Jeff Bezos believes that Amazon's unique twist on meeting structure is the smartest thing Amazon ever did. Bezos has three rules for meetings.

  1. Two Pizza Rules. "We try to create teams that are no larger than can be fed by two pizzas," Bezos said. "We call that the two-pizza team rules."
  2. No PowerPoint. Bezos has eliminated the presentation tool PowerPoint and replaced it with six-page memos.
  3. Begin meetings with silence. Bezos starts each meeting by giving team members a half-hour to read the prepared memo before discussing it.

Running efficient meetings has many benefits. They save time, reduce confusion, increase team cohesion, and make it easier for the team to accomplish their goals.

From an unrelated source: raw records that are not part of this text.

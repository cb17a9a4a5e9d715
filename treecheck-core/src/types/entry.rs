//! Entry descriptors: the expected (or observed) properties of one path.

use serde::{Deserialize, Serialize};
use std::collections::BTreeMap;
use std::fmt;

use super::status::StatusCode;

/// Contents of an entry.
#[derive(Debug, Clone, Default, PartialEq, Eq, Serialize, Deserialize)]
#[serde(from = "Option<ContentsRepr>", into = "Option<ContentsRepr>")]
pub enum Contents {
    /// Directory, or a file whose contents are not checked.
    #[default]
    Ignored,
    /// Exact bytes, compared without any normalization.
    Exact(Vec<u8>),
}

/// On-disk form of [`Contents`] in expected-tree files.
#[derive(Debug, Clone, Serialize, Deserialize)]
#[serde(untagged)]
enum ContentsRepr {
    /// UTF-8 text.
    Text(String),
    /// Arbitrary bytes, as an array of integers.
    Binary(Vec<u8>),
}

impl From<Option<ContentsRepr>> for Contents {
    fn from(repr: Option<ContentsRepr>) -> Self {
        match repr {
            None => Contents::Ignored,
            Some(ContentsRepr::Text(s)) => Contents::Exact(s.into_bytes()),
            Some(ContentsRepr::Binary(b)) => Contents::Exact(b),
        }
    }
}

impl From<Contents> for Option<ContentsRepr> {
    fn from(contents: Contents) -> Self {
        match contents {
            Contents::Ignored => None,
            Contents::Exact(bytes) => Some(match String::from_utf8(bytes) {
                Ok(s) => ContentsRepr::Text(s),
                Err(e) => ContentsRepr::Binary(e.into_bytes()),
            }),
        }
    }
}

impl Contents {
    /// Whether these contents are exempt from comparison.
    pub fn is_ignored(&self) -> bool {
        matches!(self, Contents::Ignored)
    }

    /// The exact bytes, if any.
    pub fn as_bytes(&self) -> Option<&[u8]> {
        match self {
            Contents::Ignored => None,
            Contents::Exact(b) => Some(b),
        }
    }
}

impl From<&str> for Contents {
    fn from(s: &str) -> Self {
        Contents::Exact(s.as_bytes().to_vec())
    }
}

impl From<String> for Contents {
    fn from(s: String) -> Self {
        Contents::Exact(s.into_bytes())
    }
}

impl From<Vec<u8>> for Contents {
    fn from(b: Vec<u8>) -> Self {
        Contents::Exact(b)
    }
}

impl From<&[u8]> for Contents {
    fn from(b: &[u8]) -> Self {
        Contents::Exact(b.to_vec())
    }
}

/// Longest content preview shown in reports.
pub(crate) const PREVIEW_BYTES: usize = 120;

impl fmt::Display for Contents {
    fn fmt(&self, f: &mut fmt::Formatter<'_>) -> fmt::Result {
        match self {
            Contents::Ignored => write!(f, "<not checked>"),
            Contents::Exact(bytes) if bytes.len() > PREVIEW_BYTES => {
                let head = String::from_utf8_lossy(&bytes[..PREVIEW_BYTES]);
                write!(f, "{:?}... ({} bytes)", head, bytes.len())
            }
            Contents::Exact(bytes) => write!(f, "{:?}", String::from_utf8_lossy(bytes)),
        }
    }
}

/// Expected or observed properties of one tree entry.
///
/// The default value means "present, unchanged, contents not checked", which
/// is what directories and untouched files need.
#[derive(Debug, Clone, Default, PartialEq, Eq, Serialize, Deserialize)]
#[serde(deny_unknown_fields)]
pub struct Entry {
    #[serde(default, skip_serializing_if = "Contents::is_ignored")]
    contents: Contents,

    #[serde(default, skip_serializing_if = "Option::is_none")]
    status: Option<StatusCode>,

    #[serde(default, skip_serializing_if = "Option::is_none")]
    props: Option<BTreeMap<String, String>>,
}

impl Entry {
    /// An entry with all defaults.
    pub fn new() -> Self {
        Self::default()
    }

    /// A file entry with exact contents.
    pub fn file(contents: impl Into<Contents>) -> Self {
        Self {
            contents: contents.into(),
            ..Self::default()
        }
    }

    /// A directory entry (contents ignored).
    pub fn dir() -> Self {
        Self::default()
    }

    /// Replace the contents.
    pub fn with_contents(mut self, contents: impl Into<Contents>) -> Self {
        self.contents = contents.into();
        self
    }

    /// Exempt the contents from comparison.
    pub fn with_ignored_contents(mut self) -> Self {
        self.contents = Contents::Ignored;
        self
    }

    /// Set the expected status code.
    pub fn with_status(mut self, status: StatusCode) -> Self {
        self.status = Some(status);
        self
    }

    /// Set one property, enabling property checks for this entry.
    pub fn with_prop(mut self, name: impl Into<String>, value: impl Into<String>) -> Self {
        self.props
            .get_or_insert_with(BTreeMap::new)
            .insert(name.into(), value.into());
        self
    }

    /// Replace the whole property map.
    pub fn with_props(mut self, props: BTreeMap<String, String>) -> Self {
        self.props = Some(props);
        self
    }

    pub fn contents(&self) -> &Contents {
        &self.contents
    }

    pub fn status(&self) -> Option<StatusCode> {
        self.status
    }

    pub fn props(&self) -> Option<&BTreeMap<String, String>> {
        self.props.as_ref()
    }

    pub(crate) fn set_contents(&mut self, contents: Contents) {
        self.contents = contents;
    }

    pub(crate) fn set_status(&mut self, status: Option<StatusCode>) {
        self.status = status;
    }

    pub(crate) fn set_props(&mut self, props: Option<BTreeMap<String, String>>) {
        self.props = props;
    }
}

How to Run Effective Meetings

  1. Set the agenda.
  2. Do not invite more than eight people.
  3. Start and end the meeting on time.
  4. Get everyone's input.
  5. End with an action plan.

Habit #6: Run efficient meetings that focus on getting better results.

7. Create a Sense of?Urgency

"Urgency is a gut-level determination to move and win — to make the right things happen today. Until and unless an organization creates a high enough sense of urgency amongst a large enough group of people, it will flounder. When that sense of urgency exists, even organizations that are facing formidable obstacles can and will produce solid results". — John Kotter

Urgency is the emotional drive that makes great performance a must instead of a choice. Leaders do not have to ask their team to leave a burning building; employees in the crumbling building have a high sense of urgency to do it on their own.

Creating urgency forces your team to act now. As a result, you will reduce procrastination and deliver faster results to your organization. In addition, a sense of urgency inspires your team to act on the most critical tasks in your organization.

John Kotter is an authority on change and creating a sense of urgency in organizations; he studied thousands of companies and concluded that leaders should do four things to accomplish results.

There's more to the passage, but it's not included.